Optimization and profile calculation of ODE models using second order adjoint sensitivity analysis
Paul Stapor, Fabian Fröhlich, and Jan Hasenauer, Optimization and profile calculation of ODE models using second order adjoint sensitivity analysis, 2018, Bioinformatics, Volume 34, Issue 13, Pages i151–i159
This paper introduces the second-order adjoint sensitivity analysis for parameter estimation in ordinary differential equation (ODE) models.
- The Hessian computational complexity scales linearly with the number of state variables and quadratically with the number of parameters -> good for low-dimensional problems.
- The second-order adjoint sensitivity analysis for the computation of Hessians and a hybrid optimization-integration-based approach for profile likelihood computation introduced in this paper.
- The second-order adjoint sensitivity analysis scales linearly with the number of parameters and state variables -> good for large scale ODE models.
- it is shown that the hybrid computation method is more than 2-fold faster than the best competitor.
Many of the optimization methods like profile likelihood, bootstrapping, or sampling, use the Hessian of the objective function to determine search directions in optimization or update the vector field in the integration-based profile or to construct tailored proposal distributions for MCMC sampling.
In high dimensional ODES models, it is computationally demanding to evaluate the gradients and Hessians using finite differences or forward sensitivity analysis.
This paper provides the formulation of the second-order adjoint sensitivity to speedup the objective function gradient calculation.

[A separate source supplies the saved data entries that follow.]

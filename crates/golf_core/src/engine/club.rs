//! Club aerodynamic profiles and the standard club catalog.

use once_cell::sync::Lazy;
use serde::{Deserialize, Serialize};

use super::physics_constants::flight;
use crate::error::{Result, SimError};

/// Per-club aerodynamic constants.
#[derive(Debug, Clone, PartialEq, Serialize, Deserialize)]
pub struct ClubAeroProfile {
    pub name: String,
    /// Magnus coefficient for the backspin-driven (vertical) lift, `a = C × (ω × v)`.
    /// `None` falls back to `flight::DEFAULT_BACKSPIN_LIFT_COEFFICIENT`.
    #[serde(default)]
    pub backspin_lift_coefficient: Option<f32>,
    /// Extra upward acceleration (m/s²) while backspin remains, scaled by the
    /// fraction of launch backspin still present.
    #[serde(default)]
    pub lift_bias: f32,
}

impl ClubAeroProfile {
    pub fn new(name: &str, backspin_lift_coefficient: Option<f32>, lift_bias: f32) -> Self {
        Self { name: name.to_string(), backspin_lift_coefficient, lift_bias }
    }

    /// Generic profile with no club-specific tuning.
    pub fn generic() -> Self {
        Self::new("generic", None, 0.0)
    }

    #[inline]
    pub fn effective_backspin_lift(&self) -> f32 {
        self.backspin_lift_coefficient.unwrap_or(flight::DEFAULT_BACKSPIN_LIFT_COEFFICIENT)
    }
}

/// Lookup table of club profiles keyed by canonical name.
#[derive(Debug, Clone, Serialize, Deserialize)]
pub struct ClubCatalog {
    clubs: Vec<ClubAeroProfile>,
}

static STANDARD_CATALOG: Lazy<ClubCatalog> = Lazy::new(|| {
    ClubCatalog::new(vec![
        ClubAeroProfile::new("driver", Some(9.0e-4), 0.3),
        ClubAeroProfile::new("3-wood", Some(6.5e-4), 0.3),
        ClubAeroProfile::new("5-wood", Some(5.5e-4), 0.25),
        ClubAeroProfile::new("hybrid", Some(4.6e-4), 0.25),
        ClubAeroProfile::new("4-iron", Some(4.0e-4), 0.2),
        ClubAeroProfile::new("5-iron", Some(3.6e-4), 0.2),
        ClubAeroProfile::new("6-iron", Some(3.2e-4), 0.2),
        ClubAeroProfile::new("7-iron", Some(2.9e-4), 0.2),
        ClubAeroProfile::new("8-iron", Some(2.6e-4), 0.15),
        ClubAeroProfile::new("9-iron", Some(2.4e-4), 0.15),
        ClubAeroProfile::new("pitching-wedge", Some(2.2e-4), 0.15),
        ClubAeroProfile::new("gap-wedge", Some(2.0e-4), 0.1),
        ClubAeroProfile::new("sand-wedge", Some(1.9e-4), 0.1),
        ClubAeroProfile::new("lob-wedge", Some(1.8e-4), 0.1),
        ClubAeroProfile::new("putter", None, 0.0),
    ])
});

/// Lowercase, hyphen-separated club key ("7 Iron" → "7-iron").
fn canonical_club_key(name: &str) -> String {
    name.trim()
        .to_lowercase()
        .split(|c: char| c.is_whitespace() || c == '_' || c == '-')
        .filter(|part| !part.is_empty())
        .collect::<Vec<_>>()
        .join("-")
}

impl ClubCatalog {
    pub fn new(clubs: Vec<ClubAeroProfile>) -> Self {
        let clubs = clubs
            .into_iter()
            .map(|mut c| {
                c.name = canonical_club_key(&c.name);
                c
            })
            .collect();
        Self { clubs }
    }

    /// The built-in 14-club bag plus putter.
    pub fn standard() -> &'static ClubCatalog {
        &STANDARD_CATALOG
    }

    pub fn len(&self) -> usize {
        self.clubs.len()
    }

    pub fn is_empty(&self) -> bool {
        self.clubs.is_empty()
    }

    pub fn names(&self) -> impl Iterator<Item = &str> {
        self.clubs.iter().map(|c| c.name.as_str())
    }

    /// Strict lookup.
    pub fn get(&self, name: &str) -> Result<&ClubAeroProfile> {
        let key = canonical_club_key(name);
        self.clubs
            .iter()
            .find(|c| c.name == key)
            .ok_or_else(|| SimError::UnknownClub(name.to_string()))
    }

    /// Lookup that falls back to a generic profile for unknown names.
    pub fn get_or_default(&self, name: &str) -> ClubAeroProfile {
        match self.get(name) {
            Ok(profile) => profile.clone(),
            Err(_) => {
                tracing::debug!(club = name, "unknown club, using generic aero profile");
                ClubAeroProfile { name: canonical_club_key(name), ..ClubAeroProfile::generic() }
            }
        }
    }
}
use thiserror::Error;

/// Boundary errors.
///
/// The physics stages themselves never fail: degenerate input falls back to a
/// best-effort result. Only parsing and validation at the API edge can error.
#[derive(Error, Debug)]
pub enum SimError {
    #[error("Unknown surface type: {0}")]
    UnknownSurface(String),

    #[error("Invalid properties for surface {surface}: {reason}")]
    InvalidSurfaceProperties { surface: String, reason: String },

    #[error("Unknown club: {0}")]
    UnknownClub(String),

    #[error("Invalid tuning: {0}")]
    InvalidTuning(String),

    #[error("Invalid request: {0}")]
    InvalidRequest(String),

    #[error("JSON error: {0}")]
    Json(#[from] serde_json::Error),
}

impl SimError {
    /// Whether the caller can retry with corrected input (as opposed to a
    /// malformed payload).
    pub fn is_input_error(&self) -> bool {
        !matches!(self, SimError::Json(_))
    }
}

pub type Result<T> = std::result::Result<T, SimError>;

#[cfg(test)]
mod tests {
    use super::*;

    #[test]
    fn test_error_messages() {
        let err = SimError::UnknownSurface("LAVA".to_string());
        assert_eq!(err.to_string(), "Unknown surface type: LAVA");

        let err = SimError::InvalidSurfaceProperties {
            surface: "GREEN".to_string(),
            reason: "bounce out of range".to_string(),
        };
        assert_eq!(err.to_string(), "Invalid properties for surface GREEN: bounce out of range");
    }

    #[test]
    fn test_json_error_conversion() {
        let parse: std::result::Result<serde_json::Value, _> = serde_json::from_str("{not json");
        let err: SimError = parse.unwrap_err().into();
        assert!(matches!(err, SimError::Json(_)));
        assert!(!err.is_input_error());
    }
}
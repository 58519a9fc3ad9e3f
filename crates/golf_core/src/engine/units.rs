//! Unit conversion at the simulator boundary.
//!
//! Internal integration is SI only. Anything expressed in mph, yards, feet,
//! RPM or degrees is converted here and nowhere else.

use std::f32::consts::PI;

pub const MPS_PER_MPH: f32 = 0.447_04;
pub const METERS_PER_YARD: f32 = 0.9144;
pub const METERS_PER_FOOT: f32 = 0.3048;

#[inline]
pub fn mph_to_mps(mph: f32) -> f32 {
    mph * MPS_PER_MPH
}

#[inline]
pub fn mps_to_mph(mps: f32) -> f32 {
    mps / MPS_PER_MPH
}

#[inline]
pub fn yards_to_meters(yards: f32) -> f32 {
    yards * METERS_PER_YARD
}

#[inline]
pub fn meters_to_yards(meters: f32) -> f32 {
    meters / METERS_PER_YARD
}

#[inline]
pub fn feet_to_meters(feet: f32) -> f32 {
    feet * METERS_PER_FOOT
}

#[inline]
pub fn rpm_to_rad_s(rpm: f32) -> f32 {
    rpm * 2.0 * PI / 60.0
}

#[inline]
pub fn rad_s_to_rpm(rad_s: f32) -> f32 {
    rad_s * 60.0 / (2.0 * PI)
}

#[cfg(test)]
mod tests {
    use super::*;

    #[test]
    fn test_speed_conversions() {
        assert!((mph_to_mps(100.0) - 44.704).abs() < 1e-3);
        assert!((mps_to_mph(mph_to_mps(163.0)) - 163.0).abs() < 1e-3);
    }

    #[test]
    fn test_distance_conversions() {
        assert!((yards_to_meters(100.0) - 91.44).abs() < 1e-3);
        assert!((meters_to_yards(91.44) - 100.0).abs() < 1e-3);
        assert!((feet_to_meters(10.0) - 3.048).abs() < 1e-4);
    }

    #[test]
    fn test_spin_conversions() {
        // 60 RPM is one revolution per second
        assert!((rpm_to_rad_s(60.0) - 2.0 * PI).abs() < 1e-5);
        assert!((rad_s_to_rpm(rpm_to_rad_s(2700.0)) - 2700.0).abs() < 1e-2);
    }
}
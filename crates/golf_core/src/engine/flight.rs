//! Flight stage: point-mass ball through the air.
//!
//! Fixed-step symplectic Euler under gravity, quadratic drag and Magnus lift,
//! all computed against wind-relative airspeed. Spin decays linearly each step.
//!
//! ## Frame
//! - Backspin lifts: its axis is the golfer's right (`right_of`) of the
//!   horizontal airflow direction, so `ω × v` points up for a forward ball.
//! - Sidespin spins about world −Y; positive sidespin curves to the right.

use tracing::{debug, warn};

use super::club::ClubAeroProfile;
use super::config::{step_budget, FlightTuning};
use super::context::ShotContext;
use super::diagnostics::SimDiagnostics;
use super::obstacle::{resolve_obstacle_hit, Obstacle, ObstacleTracker};
use super::physics_constants::{ball, flight};
use super::types::{
    decay_spin_rpm, horizontal_direction, horizontal_distance, horizontal_speed, right_of,
    MotionState, TrajectorySample, Vector3,
};
use super::units::{rad_s_to_rpm, rpm_to_rad_s};

/// Result of the flight stage.
#[derive(Debug, Clone, PartialEq)]
pub struct FlightResult {
    /// Position and velocity of the last step (not interpolated to y = 0);
    /// spin is the decayed landing spin in rad/s.
    pub landing: MotionState,
    pub landing_angle_deg: f32,
    pub peak_height: f32,
    pub time_of_flight: f32,
    pub carry_distance: f32,
    pub trajectory: Vec<TrajectorySample>,
    pub diagnostics: SimDiagnostics,
}

impl FlightResult {
    pub fn landing_backspin_rpm(&self) -> f32 {
        rad_s_to_rpm(self.landing.spin.x)
    }

    pub fn landing_sidespin_rpm(&self) -> f32 {
        rad_s_to_rpm(self.landing.spin.y)
    }
}

/// Effective drag coefficient for the current backspin.
///
/// Drag falls from `cd_base` along a power curve between the onset and
/// saturation spin rates, never below `cd_min`.
pub fn effective_drag_coefficient(backspin_rpm: f32, tuning: &FlightTuning) -> f32 {
    let span = (tuning.cd_spin_saturation_rpm - tuning.cd_spin_onset_rpm).max(1.0);
    let ramp = ((backspin_rpm - tuning.cd_spin_onset_rpm) / span).clamp(0.0, 1.0);
    (tuning.cd_base - tuning.cd_spin_reduction * ramp.powf(tuning.cd_spin_curve_power))
        .max(tuning.cd_min)
}

/// Magnus acceleration for the given wind-relative velocity.
pub fn magnus_acceleration(
    relative_velocity: &Vector3,
    backspin_rpm: f32,
    sidespin_rpm: f32,
    backspin_coefficient: f32,
    sidespin_coefficient: f32,
) -> Vector3 {
    let mut accel = Vector3::zeros();

    if backspin_rpm != 0.0 {
        if let Some(dir) =
            horizontal_direction(relative_velocity, flight::MIN_HORIZONTAL_SPEED_MPS)
        {
            let omega = right_of(&dir) * rpm_to_rad_s(backspin_rpm);
            accel += omega.cross(relative_velocity) * backspin_coefficient;
        }
    }

    if sidespin_rpm != 0.0 {
        let omega = Vector3::new(0.0, -rpm_to_rad_s(sidespin_rpm), 0.0);
        accel += omega.cross(relative_velocity) * sidespin_coefficient;
    }

    accel
}

/// Landing angle below horizontal, in degrees. Vertical when ground speed is negligible.
pub fn landing_angle_deg(velocity: &Vector3) -> f32 {
    let ground_speed = horizontal_speed(velocity);
    if ground_speed < flight::MIN_HORIZONTAL_SPEED_MPS {
        return 90.0;
    }
    velocity.y.abs().atan2(ground_speed).to_degrees()
}

/// Integrate a ball from launch to ground contact.
///
/// `initial_spin_rpm` is about local axes: x = backspin, y = sidespin, z unused.
/// The loop always runs at least one step and stops once the ball is at or
/// below `ground_epsilon_m`, or at the `max_time_s` safety cutoff.
pub fn simulate_flight(
    initial_position: Vector3,
    initial_velocity: Vector3,
    initial_spin_rpm: Vector3,
    club: &ClubAeroProfile,
    obstacles: &[Obstacle],
    ctx: &ShotContext,
) -> FlightResult {
    let tuning = &ctx.tuning.flight;
    let dt = tuning.dt;
    let wind = ctx.environment.wind_velocity();
    let drag_factor = 0.5 * ctx.environment.air_density() * ball::CROSS_SECTION_M2 / ball::MASS_KG;
    let backspin_coefficient = club.effective_backspin_lift();
    let gravity = Vector3::new(0.0, -ball::GRAVITY, 0.0);

    let launch_backspin = initial_spin_rpm.x;
    let mut backspin = initial_spin_rpm.x;
    let mut sidespin = initial_spin_rpm.y;

    let mut position = initial_position;
    let mut velocity = initial_velocity;
    let mut time = 0.0_f32;
    let mut peak_height = position.y;
    let mut diagnostics = SimDiagnostics::default();
    let mut tracker = ObstacleTracker::new(obstacles.len(), ctx.obstacle_seed);

    let mut trajectory = Vec::with_capacity(((tuning.max_time_s / dt) as usize).min(2048) + 1);
    trajectory.push(TrajectorySample::new(position, time));

    let step_limit = step_budget(tuning.max_time_s, dt);
    let mut steps = 0_u32;
    loop {
        if steps >= step_limit {
            diagnostics.safety_cutoffs += 1;
            warn!(stage = "flight", time, steps, dt, "flight step budget exhausted");
            break;
        }
        steps += 1;

        let relative = velocity - wind;
        backspin =
            decay_spin_rpm(backspin, tuning.backspin_decay_rpm_per_s, dt, tuning.min_spin_rpm);
        sidespin =
            decay_spin_rpm(sidespin, tuning.sidespin_decay_rpm_per_s, dt, tuning.min_spin_rpm);

        let mut accel = gravity;
        let airspeed = relative.norm();
        if velocity.norm() < tuning.min_speed_mps || airspeed < tuning.min_relative_speed_mps {
            // No usable airflow direction: gravity only this step
            diagnostics.degenerate_skips += 1;
            debug!(time, airspeed, "flight step skipped aero forces at near-zero speed");
        } else {
            let cd = effective_drag_coefficient(backspin, tuning);
            accel -= relative * (drag_factor * cd * airspeed);
            accel += magnus_acceleration(
                &relative,
                backspin,
                sidespin,
                backspin_coefficient,
                tuning.sidespin_lift_coefficient,
            );
            if launch_backspin > 0.0 && backspin > 0.0 {
                accel.y += club.lift_bias * (backspin / launch_backspin);
            }
        }

        velocity += accel * dt;
        position += velocity * dt;
        time += dt;

        if !obstacles.is_empty() {
            let (vx, vz) = resolve_obstacle_hit(
                &position,
                ball::RADIUS_M,
                (velocity.x, velocity.z),
                obstacles,
                &mut tracker,
            );
            velocity.x = vx;
            velocity.z = vz;
        }

        peak_height = peak_height.max(position.y);
        trajectory.push(TrajectorySample::new(position, time));

        if position.y <= tuning.ground_epsilon_m {
            break;
        }
        if time >= tuning.max_time_s {
            diagnostics.safety_cutoffs += 1;
            warn!(
                stage = "flight",
                time,
                x = position.x,
                y = position.y,
                z = position.z,
                "flight safety cutoff reached"
            );
            break;
        }
    }

    diagnostics.obstacle_hits += tracker.hits();

    let landing_angle = landing_angle_deg(&velocity);
    let carry_distance = horizontal_distance(&initial_position, &position);
    debug!(
        carry = carry_distance,
        peak = peak_height,
        time,
        landing_angle,
        backspin,
        "flight landed"
    );

    FlightResult {
        landing: MotionState::new(
            position,
            velocity,
            Vector3::new(rpm_to_rad_s(backspin), rpm_to_rad_s(sidespin), 0.0),
        ),
        landing_angle_deg: landing_angle,
        peak_height,
        time_of_flight: time,
        carry_distance,
        trajectory,
        diagnostics,
    }
}
#[cfg(test)]
mod tests {
    use super::*;
    use crate::engine::club::ClubCatalog;
    use crate::engine::course::UniformSurface;
    use crate::engine::flight::simulate_flight;
    use crate::engine::surface::SurfaceTable;

    fn spin_rpm(backspin: f32) -> Vector3 {
        Vector3::new(rpm_to_rad_s(backspin), 0.0, 0.0)
    }

    fn green_props() -> SurfaceProperties {
        *SurfaceTable::default().get(SurfaceType::Green).unwrap()
    }

    #[test]
    fn test_water_stops_dead() {
        let ctx = ShotContext::default();
        let result = simulate_bounce(
            Vector3::new(3.0, 0.004, 120.0),
            Vector3::new(0.0, -15.0, 25.0),
            31.0,
            spin_rpm(5000.0),
            SurfaceType::Water,
            4.2,
            None,
            &ctx,
        );
        assert!(result.stopped);
        assert_eq!(result.trajectory.len(), 1);
        assert_eq!(result.trajectory[0].timestamp, 4.2);
        assert_eq!(result.final_state, MotionState::at_rest(result.final_state.position));
        assert_eq!(result.bounce_count, 0);
        assert_eq!(result.end_time, 4.2);
        // Submerged lie sits below the plane
        assert!(result.final_state.position.y < 0.0);
        assert_eq!(result.final_state.position.x, 3.0);
    }

    #[test]
    fn test_scrub_grows_with_backspin() {
        let tuning = BounceTuning::default();
        let props = green_props();
        let incoming = Vector3::new(0.0, -12.0, 20.0);
        let mut last = -1.0;
        for rpm in [0.0, 2000.0, 4000.0, 6000.0, 8000.0] {
            let out = impact_response(&incoming, rpm, 0.0, &props, 30.0, true, &tuning);
            assert!(out.scrub > last);
            last = out.scrub;
        }
        // Saturated above the reference rate
        let beyond = impact_response(&incoming, 12_000.0, 0.0, &props, 30.0, true, &tuning);
        assert_eq!(beyond.scrub, last);
    }

    #[test]
    fn test_backspin_reduces_restitution() {
        let tuning = BounceTuning::default();
        let props = green_props();
        let incoming = Vector3::new(0.0, -12.0, 20.0);
        let none = impact_response(&incoming, 0.0, 0.0, &props, 30.0, true, &tuning);
        let lots = impact_response(&incoming, 4000.0, 0.0, &props, 30.0, true, &tuning);
        assert!((none.restitution - props.bounce_coefficient).abs() < 1e-6);
        assert!(lots.restitution < none.restitution);
        assert!(lots.velocity.y < none.velocity.y);
        assert!(lots.velocity.y > 0.0);
    }

    #[test]
    fn test_landing_angle_only_scrubs_first_impact() {
        let tuning = BounceTuning::default();
        let props = green_props();
        let incoming = Vector3::new(0.0, -8.0, 10.0);
        let first = impact_response(&incoming, 0.0, 0.0, &props, 45.0, true, &tuning);
        let later = impact_response(&incoming, 0.0, 0.0, &props, 45.0, false, &tuning);
        assert!((first.scrub - later.scrub - tuning.scrub_landing_angle * 0.5).abs() < 1e-6);
    }

    #[test]
    fn test_spin_decay_depends_on_friction() {
        let tuning = BounceTuning::default();
        let table = SurfaceTable::default();
        let incoming = Vector3::new(0.0, -8.0, 10.0);
        let on_green = impact_response(
            &incoming,
            6000.0,
            0.0,
            table.get(SurfaceType::Green).unwrap(),
            40.0,
            true,
            &tuning,
        );
        let in_bunker = impact_response(
            &incoming,
            6000.0,
            0.0,
            table.get(SurfaceType::Bunker).unwrap(),
            40.0,
            true,
            &tuning,
        );
        assert!(in_bunker.backspin_rpm < on_green.backspin_rpm);
        // Retention is floored
        assert!(in_bunker.backspin_rpm >= 6000.0 * tuning.min_spin_retention - 1e-3);
    }

    #[test]
    fn test_steep_landing_bounces_then_settles() {
        let ctx = ShotContext::default();
        let result = simulate_bounce(
            Vector3::new(0.0, 0.003, 150.0),
            Vector3::new(0.0, -18.0, 14.0),
            52.0,
            spin_rpm(4000.0),
            SurfaceType::Fairway,
            5.0,
            None,
            &ctx,
        );
        assert!(!result.stopped);
        assert!(result.bounce_count >= 2);
        assert!(result.bounce_count < ctx.tuning.bounce.max_impacts);
        assert_eq!(result.final_state.velocity.y, 0.0);
        assert!(result.final_state.velocity.z > 0.0);
        assert!(result.final_state.position.z > 150.0);
        assert!(result.end_time > 5.0);
        assert!(result.diagnostics.is_clean());

        for pair in result.trajectory.windows(2) {
            assert!(pair[1].timestamp > pair[0].timestamp);
        }
        let fairway = ctx.surfaces.get(SurfaceType::Fairway).unwrap();
        let rest_y = fairway.rest_height.resting_center_y(GROUND_Y);
        assert!((result.final_state.position.y - rest_y).abs() < 1e-6);
    }

    #[test]
    fn test_single_impact_without_hop() {
        // The outgoing ground velocity is the impact transform of the incoming one
        let ctx = ShotContext::default();
        let landing_velocity = Vector3::new(0.0, -0.9, 3.5);
        let landing_angle = 14.4;
        let result = simulate_bounce(
            Vector3::new(0.0, 0.002, 60.0),
            landing_velocity,
            landing_angle,
            spin_rpm(1500.0),
            SurfaceType::Fairway,
            2.0,
            None,
            &ctx,
        );
        let props = *ctx.surfaces.get(SurfaceType::Fairway).unwrap();
        let expected = impact_response(
            &landing_velocity,
            1500.0,
            0.0,
            &props,
            landing_angle,
            true,
            &ctx.tuning.bounce,
        );
        assert_eq!(result.bounce_count, 1);
        assert!((result.final_state.velocity.z - expected.velocity.z).abs() < 1e-5);
        assert!(result.final_state.velocity.x.abs() < 1e-6);
        assert_eq!(result.end_time, 2.0);
        assert_eq!(result.trajectory.len(), 1);
    }

    #[test]
    fn test_low_chip_hands_flight_landing_to_bounce() {
        let ctx = ShotContext::default();
        let wedge = ClubCatalog::standard().get_or_default("sand wedge");
        let launch = 12.0_f32.to_radians();
        let flight = simulate_flight(
            Vector3::new(0.0, 0.02, 0.0),
            Vector3::new(0.0, 3.5 * launch.sin(), 3.5 * launch.cos()),
            Vector3::new(1500.0, 0.0, 0.0),
            &wedge,
            &[],
            &ctx,
        );
        assert!(flight.landing_angle_deg < 20.0);
        assert!(flight.landing.speed() < 4.0);

        let result = simulate_bounce(
            flight.landing.position,
            flight.landing.velocity,
            flight.landing_angle_deg,
            flight.landing.spin,
            SurfaceType::Fairway,
            flight.time_of_flight,
            None,
            &ctx,
        );
        let props = *ctx.surfaces.get(SurfaceType::Fairway).unwrap();
        let expected = impact_response(
            &flight.landing.velocity,
            flight.landing_backspin_rpm(),
            flight.landing_sidespin_rpm(),
            &props,
            flight.landing_angle_deg,
            true,
            &ctx.tuning.bounce,
        );

        assert_eq!(result.bounce_count, 1);
        assert!(!result.stopped);
        assert!((result.final_state.velocity.z - expected.velocity.z).abs() < 1e-5);
        assert!(result.final_state.velocity.z > 0.0);
        assert_eq!(result.final_state.velocity.y, 0.0);
        assert!((rad_s_to_rpm(result.final_state.spin.x) - expected.backspin_rpm).abs() < 1e-2);
        // Same spot and clock as the flight landing
        assert_eq!(result.end_time, flight.time_of_flight);
        assert_eq!(result.trajectory[0].timestamp, flight.time_of_flight);
        assert_eq!(result.final_state.position.x, flight.landing.position.x);
        assert_eq!(result.final_state.position.z, flight.landing.position.z);
    }

    #[test]
    fn test_out_of_bounds_keeps_playing() {
        let ctx = ShotContext::default();
        let result = simulate_bounce(
            Vector3::new(0.0, 0.003, 150.0),
            Vector3::new(0.0, -15.0, 25.0),
            31.0,
            spin_rpm(3000.0),
            SurfaceType::OutOfBounds,
            4.0,
            None,
            &ctx,
        );
        assert!(!result.stopped);
        assert!(result.bounce_count >= 1);
        assert_eq!(result.surface, SurfaceType::OutOfBounds);
        assert!(result.final_state.velocity.z > 0.0);
    }

    #[test]
    fn test_stalled_hop_clock_still_terminates() {
        for air_dt in [0.0, f32::NAN] {
            let mut ctx = ShotContext::default();
            ctx.tuning.bounce.air_dt = air_dt;
            let result = simulate_bounce(
                Vector3::new(0.0, 0.003, 150.0),
                Vector3::new(0.0, -18.0, 14.0),
                52.0,
                spin_rpm(0.0),
                SurfaceType::Fairway,
                5.0,
                None,
                &ctx,
            );
            assert!(result.bounce_count <= ctx.tuning.bounce.max_impacts);
            assert!(result.diagnostics.safety_cutoffs >= 1);
            assert_eq!(result.end_time, 5.0);
            assert!(result.final_state.position.z.is_finite());
        }
    }

    #[test]
    fn test_second_impact_reclassifies_surface() {
        let ctx = ShotContext::default();
        let water_everywhere = UniformSurface::new(SurfaceType::Water, Vector3::new(0.0, 0.0, 500.0));
        let result = simulate_bounce(
            Vector3::new(0.0, 0.003, 150.0),
            Vector3::new(0.0, -18.0, 14.0),
            52.0,
            spin_rpm(2000.0),
            SurfaceType::Fairway,
            5.0,
            Some(&water_everywhere),
            &ctx,
        );
        // First contact uses the landing surface, the hop then lands in water
        assert_eq!(result.bounce_count, 1);
        assert!(result.stopped);
        assert_eq!(result.surface, SurfaceType::Water);
        assert_eq!(result.final_state.velocity, Vector3::zeros());
    }

    #[test]
    fn test_impact_cap_is_reported() {
        let mut ctx = ShotContext::default();
        ctx.tuning.bounce.max_impacts = 1;
        let result = simulate_bounce(
            Vector3::new(0.0, 0.003, 150.0),
            Vector3::new(0.0, -18.0, 14.0),
            52.0,
            spin_rpm(0.0),
            SurfaceType::Fairway,
            5.0,
            None,
            &ctx,
        );
        assert_eq!(result.bounce_count, 1);
        assert_eq!(result.diagnostics.safety_cutoffs, 1);
        assert_eq!(result.final_state.velocity.y, 0.0);
    }

    #[cfg(all(test, feature = "proptest"))]
    mod proptests {
        use super::*;
        use proptest::prelude::*;

        proptest! {
            /// Property: water always stops the ball with one sample and no velocity
            #[test]
            fn prop_water_is_a_dead_stop(
                vx in -40.0f32..40.0,
                vy in -60.0f32..0.0,
                vz in -40.0f32..40.0,
                backspin in 0.0f32..12_000.0,
                start in 0.0f32..15.0,
            ) {
                let result = simulate_bounce(
                    Vector3::new(0.0, 0.0, 100.0),
                    Vector3::new(vx, vy, vz),
                    45.0,
                    Vector3::new(rpm_to_rad_s(backspin), 0.0, 0.0),
                    SurfaceType::Water,
                    start,
                    None,
                    &ShotContext::default(),
                );
                prop_assert!(result.stopped);
                prop_assert_eq!(result.trajectory.len(), 1);
                prop_assert_eq!(result.final_state.velocity, Vector3::zeros());
            }

            /// Property: impacts are capped and the hand-off is on the ground
            #[test]
            fn prop_bounce_terminates_on_ground(
                vy in -60.0f32..-0.1,
                vz in 0.0f32..50.0,
                backspin in -3000.0f32..12_000.0,
            ) {
                let ctx = ShotContext::default();
                let result = simulate_bounce(
                    Vector3::new(0.0, 0.0, 100.0),
                    Vector3::new(0.0, vy, vz),
                    30.0,
                    Vector3::new(rpm_to_rad_s(backspin), 0.0, 0.0),
                    SurfaceType::Green,
                    0.0,
                    None,
                    &ctx,
                );
                prop_assert!(result.bounce_count <= ctx.tuning.bounce.max_impacts);
                prop_assert_eq!(result.final_state.velocity.y, 0.0);
            }
        }
    }
}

Hybrid approach for the calculation of profile likelihoods is also introduced , which combines the ideas the two currently existing approaches and exploits the Hessian. We provide detailed comparisons of optimization and profile likelihood calculation of the proposed approaches and state-of-the- art methods based on published models of biological processes
4 Material and methods
In this study, we solve the optimization problems using multi-start local optimization, an approach which has been shown to perform well in systems and computational biology (Raue et al., 2013b). Initial points for local optimizations are drawn randomly from the parameter domain X, to which optimization is restricted (box-constraints), and the results of these optimizations are sorted by their final objective function value.
Local optimization is carried out using either least- squares algorithms such as the Gauss–Newton-type methods combined with trust-region (TR) algorithms
Convergence of these methods can usually be improved, if the computed derivatives are accurate (Raue et al., 2013b). Common least-squares algorithms such as the MATLAB function lsqnonlin only use first order deriva- tives of the residuals, whereas constraint optimization algorithms like the MATLAB function fmincon exploit first and second order deriva- tives of the objective function.